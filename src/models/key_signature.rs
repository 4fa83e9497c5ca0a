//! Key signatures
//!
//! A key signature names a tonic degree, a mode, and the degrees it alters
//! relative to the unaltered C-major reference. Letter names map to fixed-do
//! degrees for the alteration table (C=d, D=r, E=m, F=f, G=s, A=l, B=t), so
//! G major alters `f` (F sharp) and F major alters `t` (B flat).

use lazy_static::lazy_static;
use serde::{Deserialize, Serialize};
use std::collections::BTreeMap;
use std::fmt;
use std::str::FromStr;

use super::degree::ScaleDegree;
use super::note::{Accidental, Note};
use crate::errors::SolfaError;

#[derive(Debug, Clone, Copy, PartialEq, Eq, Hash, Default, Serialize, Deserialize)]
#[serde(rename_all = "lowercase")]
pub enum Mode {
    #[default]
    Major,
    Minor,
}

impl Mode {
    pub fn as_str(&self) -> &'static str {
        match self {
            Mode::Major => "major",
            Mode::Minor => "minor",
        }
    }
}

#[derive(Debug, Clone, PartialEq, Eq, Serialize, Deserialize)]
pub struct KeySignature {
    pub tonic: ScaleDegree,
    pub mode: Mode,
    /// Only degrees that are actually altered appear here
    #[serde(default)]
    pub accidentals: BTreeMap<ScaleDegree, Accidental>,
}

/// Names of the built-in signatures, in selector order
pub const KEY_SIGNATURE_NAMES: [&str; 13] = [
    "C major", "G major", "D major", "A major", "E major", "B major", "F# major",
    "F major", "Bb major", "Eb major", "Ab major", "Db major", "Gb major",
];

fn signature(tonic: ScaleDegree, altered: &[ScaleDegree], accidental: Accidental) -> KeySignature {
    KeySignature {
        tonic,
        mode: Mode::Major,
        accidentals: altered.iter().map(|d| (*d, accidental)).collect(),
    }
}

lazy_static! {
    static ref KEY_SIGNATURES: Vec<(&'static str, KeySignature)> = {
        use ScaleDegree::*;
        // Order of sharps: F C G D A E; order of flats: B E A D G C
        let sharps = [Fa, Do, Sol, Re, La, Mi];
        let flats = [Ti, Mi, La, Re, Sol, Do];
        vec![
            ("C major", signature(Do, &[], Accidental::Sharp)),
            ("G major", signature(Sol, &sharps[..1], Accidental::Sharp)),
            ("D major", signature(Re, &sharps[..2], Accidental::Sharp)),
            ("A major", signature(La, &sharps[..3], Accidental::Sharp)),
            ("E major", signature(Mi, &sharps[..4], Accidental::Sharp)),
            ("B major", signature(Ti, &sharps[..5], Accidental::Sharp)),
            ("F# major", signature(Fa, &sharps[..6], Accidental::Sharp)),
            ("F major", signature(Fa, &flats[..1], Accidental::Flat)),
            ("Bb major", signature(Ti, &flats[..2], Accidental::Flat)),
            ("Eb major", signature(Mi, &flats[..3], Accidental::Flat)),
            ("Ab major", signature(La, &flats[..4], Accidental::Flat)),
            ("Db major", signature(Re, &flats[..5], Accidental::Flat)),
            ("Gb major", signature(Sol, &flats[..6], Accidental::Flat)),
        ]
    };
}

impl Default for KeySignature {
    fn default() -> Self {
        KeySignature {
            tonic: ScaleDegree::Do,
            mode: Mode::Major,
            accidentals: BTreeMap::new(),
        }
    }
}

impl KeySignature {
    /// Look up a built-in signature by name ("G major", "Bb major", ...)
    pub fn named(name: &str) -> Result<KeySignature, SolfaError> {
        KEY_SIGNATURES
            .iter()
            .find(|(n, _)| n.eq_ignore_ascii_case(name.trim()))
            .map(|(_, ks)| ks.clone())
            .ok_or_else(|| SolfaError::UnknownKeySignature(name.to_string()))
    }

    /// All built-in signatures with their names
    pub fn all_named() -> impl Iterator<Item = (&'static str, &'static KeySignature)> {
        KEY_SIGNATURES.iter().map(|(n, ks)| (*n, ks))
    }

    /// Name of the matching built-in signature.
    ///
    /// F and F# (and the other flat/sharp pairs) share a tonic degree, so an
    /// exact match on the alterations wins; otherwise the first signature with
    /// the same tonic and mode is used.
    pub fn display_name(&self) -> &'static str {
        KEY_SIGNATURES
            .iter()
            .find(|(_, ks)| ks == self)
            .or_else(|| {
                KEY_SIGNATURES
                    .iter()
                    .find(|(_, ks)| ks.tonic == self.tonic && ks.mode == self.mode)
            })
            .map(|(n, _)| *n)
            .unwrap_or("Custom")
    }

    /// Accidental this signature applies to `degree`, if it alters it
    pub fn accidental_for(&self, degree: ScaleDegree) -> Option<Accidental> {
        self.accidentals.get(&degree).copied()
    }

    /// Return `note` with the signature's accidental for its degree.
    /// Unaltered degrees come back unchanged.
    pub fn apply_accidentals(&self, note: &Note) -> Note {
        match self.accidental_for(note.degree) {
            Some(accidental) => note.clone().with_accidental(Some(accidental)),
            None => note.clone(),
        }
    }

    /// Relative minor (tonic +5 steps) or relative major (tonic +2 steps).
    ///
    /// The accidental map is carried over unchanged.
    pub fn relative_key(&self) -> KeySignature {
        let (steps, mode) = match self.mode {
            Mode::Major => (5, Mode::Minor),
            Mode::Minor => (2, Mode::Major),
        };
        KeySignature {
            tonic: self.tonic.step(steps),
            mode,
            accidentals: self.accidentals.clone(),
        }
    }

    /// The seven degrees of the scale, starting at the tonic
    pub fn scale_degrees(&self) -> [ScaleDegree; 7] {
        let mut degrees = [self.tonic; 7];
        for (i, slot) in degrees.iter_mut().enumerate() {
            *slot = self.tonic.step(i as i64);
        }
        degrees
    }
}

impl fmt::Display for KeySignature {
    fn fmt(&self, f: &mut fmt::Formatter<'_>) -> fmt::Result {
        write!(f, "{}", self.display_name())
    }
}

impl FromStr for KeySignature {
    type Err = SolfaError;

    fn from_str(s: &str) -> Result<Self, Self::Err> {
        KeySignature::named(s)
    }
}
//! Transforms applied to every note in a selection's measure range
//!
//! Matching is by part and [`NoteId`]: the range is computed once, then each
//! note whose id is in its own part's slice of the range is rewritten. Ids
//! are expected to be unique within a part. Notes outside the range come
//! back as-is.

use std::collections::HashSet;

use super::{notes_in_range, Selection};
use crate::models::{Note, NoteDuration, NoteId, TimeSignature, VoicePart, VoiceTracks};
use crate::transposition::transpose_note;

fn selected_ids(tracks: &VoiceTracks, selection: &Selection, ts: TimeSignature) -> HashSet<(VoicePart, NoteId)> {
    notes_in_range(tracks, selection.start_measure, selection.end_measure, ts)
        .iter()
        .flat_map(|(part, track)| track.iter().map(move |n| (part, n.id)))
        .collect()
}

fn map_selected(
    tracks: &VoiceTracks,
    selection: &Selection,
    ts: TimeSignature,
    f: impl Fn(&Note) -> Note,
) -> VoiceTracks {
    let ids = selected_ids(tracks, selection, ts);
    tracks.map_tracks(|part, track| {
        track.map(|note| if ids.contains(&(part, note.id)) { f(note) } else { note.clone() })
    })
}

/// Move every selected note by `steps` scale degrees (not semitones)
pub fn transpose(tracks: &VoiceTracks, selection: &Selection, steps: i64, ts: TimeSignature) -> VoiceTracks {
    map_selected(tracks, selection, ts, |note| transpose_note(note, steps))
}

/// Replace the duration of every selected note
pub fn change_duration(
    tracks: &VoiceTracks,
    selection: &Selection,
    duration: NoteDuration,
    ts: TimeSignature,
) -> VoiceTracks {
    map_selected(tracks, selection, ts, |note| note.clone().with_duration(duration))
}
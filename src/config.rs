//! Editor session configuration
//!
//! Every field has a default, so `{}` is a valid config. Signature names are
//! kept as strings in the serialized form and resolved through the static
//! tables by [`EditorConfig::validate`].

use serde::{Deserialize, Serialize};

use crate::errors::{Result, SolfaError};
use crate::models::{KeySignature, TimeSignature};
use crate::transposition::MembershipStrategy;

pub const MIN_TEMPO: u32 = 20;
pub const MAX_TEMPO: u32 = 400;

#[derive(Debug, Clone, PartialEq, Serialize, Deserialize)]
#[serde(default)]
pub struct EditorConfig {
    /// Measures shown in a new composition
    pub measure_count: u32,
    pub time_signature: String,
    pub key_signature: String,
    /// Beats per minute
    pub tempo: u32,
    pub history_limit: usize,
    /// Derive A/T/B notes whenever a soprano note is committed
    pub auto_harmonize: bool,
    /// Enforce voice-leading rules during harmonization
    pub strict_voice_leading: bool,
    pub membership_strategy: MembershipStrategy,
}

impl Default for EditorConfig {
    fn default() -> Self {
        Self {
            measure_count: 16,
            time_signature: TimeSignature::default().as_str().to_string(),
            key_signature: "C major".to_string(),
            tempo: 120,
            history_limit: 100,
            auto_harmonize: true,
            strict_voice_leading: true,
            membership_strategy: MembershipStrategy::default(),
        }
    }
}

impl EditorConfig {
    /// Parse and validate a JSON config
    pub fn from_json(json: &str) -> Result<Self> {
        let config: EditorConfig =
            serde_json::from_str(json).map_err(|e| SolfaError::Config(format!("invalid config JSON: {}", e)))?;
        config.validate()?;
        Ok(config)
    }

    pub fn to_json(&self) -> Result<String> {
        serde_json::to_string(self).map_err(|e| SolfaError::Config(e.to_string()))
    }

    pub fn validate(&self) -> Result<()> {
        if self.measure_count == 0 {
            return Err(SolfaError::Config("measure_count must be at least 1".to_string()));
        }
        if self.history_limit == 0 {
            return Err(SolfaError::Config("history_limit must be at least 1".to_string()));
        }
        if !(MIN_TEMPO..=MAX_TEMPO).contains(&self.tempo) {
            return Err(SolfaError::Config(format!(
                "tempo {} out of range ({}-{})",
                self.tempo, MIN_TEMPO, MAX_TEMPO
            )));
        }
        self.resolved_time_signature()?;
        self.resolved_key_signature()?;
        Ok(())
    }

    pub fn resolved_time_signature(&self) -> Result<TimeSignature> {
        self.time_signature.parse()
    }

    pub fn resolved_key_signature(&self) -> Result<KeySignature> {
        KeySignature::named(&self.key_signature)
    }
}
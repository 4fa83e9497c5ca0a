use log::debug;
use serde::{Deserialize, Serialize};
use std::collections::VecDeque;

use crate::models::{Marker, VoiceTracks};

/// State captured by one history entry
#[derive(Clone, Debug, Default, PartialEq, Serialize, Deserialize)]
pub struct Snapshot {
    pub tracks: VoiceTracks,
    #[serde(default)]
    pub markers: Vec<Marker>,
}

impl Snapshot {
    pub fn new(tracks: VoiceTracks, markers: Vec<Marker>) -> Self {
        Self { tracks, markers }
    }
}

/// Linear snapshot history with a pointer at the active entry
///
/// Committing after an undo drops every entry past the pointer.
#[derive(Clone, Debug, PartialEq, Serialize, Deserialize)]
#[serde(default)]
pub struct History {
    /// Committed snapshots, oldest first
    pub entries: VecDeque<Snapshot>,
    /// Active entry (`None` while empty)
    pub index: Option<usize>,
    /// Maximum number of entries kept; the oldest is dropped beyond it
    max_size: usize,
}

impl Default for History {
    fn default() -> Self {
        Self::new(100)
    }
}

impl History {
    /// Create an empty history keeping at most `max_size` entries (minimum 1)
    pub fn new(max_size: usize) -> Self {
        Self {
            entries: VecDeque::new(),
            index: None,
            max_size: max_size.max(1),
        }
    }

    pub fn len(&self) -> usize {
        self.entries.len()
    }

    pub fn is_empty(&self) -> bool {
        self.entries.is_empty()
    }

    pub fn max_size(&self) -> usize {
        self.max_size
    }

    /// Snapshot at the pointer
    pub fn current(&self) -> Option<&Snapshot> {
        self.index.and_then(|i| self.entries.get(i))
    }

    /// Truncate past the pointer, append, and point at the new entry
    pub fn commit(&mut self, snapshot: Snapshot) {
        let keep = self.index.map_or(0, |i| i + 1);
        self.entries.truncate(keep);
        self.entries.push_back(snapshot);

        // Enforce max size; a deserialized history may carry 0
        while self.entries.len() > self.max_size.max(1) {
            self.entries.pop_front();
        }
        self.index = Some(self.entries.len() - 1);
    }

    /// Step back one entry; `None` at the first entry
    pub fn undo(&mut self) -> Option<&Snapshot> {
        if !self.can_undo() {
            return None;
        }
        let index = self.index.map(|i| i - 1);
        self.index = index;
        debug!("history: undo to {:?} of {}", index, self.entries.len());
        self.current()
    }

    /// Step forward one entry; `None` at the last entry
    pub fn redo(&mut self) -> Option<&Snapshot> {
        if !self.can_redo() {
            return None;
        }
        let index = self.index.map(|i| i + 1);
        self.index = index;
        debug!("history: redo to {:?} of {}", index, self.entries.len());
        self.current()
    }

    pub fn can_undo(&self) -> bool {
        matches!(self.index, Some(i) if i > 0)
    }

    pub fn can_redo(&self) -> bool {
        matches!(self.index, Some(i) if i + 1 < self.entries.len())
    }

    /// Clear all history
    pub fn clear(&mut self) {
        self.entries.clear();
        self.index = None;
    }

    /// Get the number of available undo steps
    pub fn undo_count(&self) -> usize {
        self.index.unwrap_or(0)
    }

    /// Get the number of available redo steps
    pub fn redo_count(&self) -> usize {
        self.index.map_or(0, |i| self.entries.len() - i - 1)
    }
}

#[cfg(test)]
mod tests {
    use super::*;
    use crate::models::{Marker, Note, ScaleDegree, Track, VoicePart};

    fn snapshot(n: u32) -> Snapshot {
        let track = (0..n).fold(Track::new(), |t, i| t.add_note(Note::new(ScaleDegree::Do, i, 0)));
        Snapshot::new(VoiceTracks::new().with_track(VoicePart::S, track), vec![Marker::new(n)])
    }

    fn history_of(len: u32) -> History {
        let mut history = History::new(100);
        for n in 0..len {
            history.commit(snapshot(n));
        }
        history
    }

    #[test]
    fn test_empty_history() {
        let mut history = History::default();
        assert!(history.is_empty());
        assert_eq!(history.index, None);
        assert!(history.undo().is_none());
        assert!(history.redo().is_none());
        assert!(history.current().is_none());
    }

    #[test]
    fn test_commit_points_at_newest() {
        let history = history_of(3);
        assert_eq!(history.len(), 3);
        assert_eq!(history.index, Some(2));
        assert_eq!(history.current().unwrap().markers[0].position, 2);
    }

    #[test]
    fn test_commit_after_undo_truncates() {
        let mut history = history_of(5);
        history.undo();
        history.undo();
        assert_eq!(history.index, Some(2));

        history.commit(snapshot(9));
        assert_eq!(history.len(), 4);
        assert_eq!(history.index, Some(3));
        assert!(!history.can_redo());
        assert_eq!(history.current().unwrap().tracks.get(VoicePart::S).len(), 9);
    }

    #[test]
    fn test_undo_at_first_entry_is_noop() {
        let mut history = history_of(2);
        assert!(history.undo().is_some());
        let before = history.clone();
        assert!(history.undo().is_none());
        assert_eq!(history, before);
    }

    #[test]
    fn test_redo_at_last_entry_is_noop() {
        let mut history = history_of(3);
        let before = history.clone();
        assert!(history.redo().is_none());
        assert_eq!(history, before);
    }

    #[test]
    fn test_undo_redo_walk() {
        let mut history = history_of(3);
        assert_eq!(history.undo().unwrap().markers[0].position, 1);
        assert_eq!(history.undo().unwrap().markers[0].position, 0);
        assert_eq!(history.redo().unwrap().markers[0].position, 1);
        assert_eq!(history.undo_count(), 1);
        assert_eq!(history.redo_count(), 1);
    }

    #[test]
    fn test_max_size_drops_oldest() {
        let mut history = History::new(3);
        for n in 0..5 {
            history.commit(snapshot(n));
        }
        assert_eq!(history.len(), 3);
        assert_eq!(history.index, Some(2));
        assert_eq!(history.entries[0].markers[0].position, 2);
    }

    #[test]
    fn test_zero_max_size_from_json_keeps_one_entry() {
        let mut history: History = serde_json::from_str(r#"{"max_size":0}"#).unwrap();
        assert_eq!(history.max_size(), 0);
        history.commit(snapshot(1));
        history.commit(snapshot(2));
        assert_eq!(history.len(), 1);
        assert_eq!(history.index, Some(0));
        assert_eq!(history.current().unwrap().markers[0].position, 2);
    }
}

■ What to work on ■
Each line above that contains the string "FromStr" should be identified and copied.

■ Answer to the exercise ■
use std::str::FromStr;
impl FromStr for KeySignature {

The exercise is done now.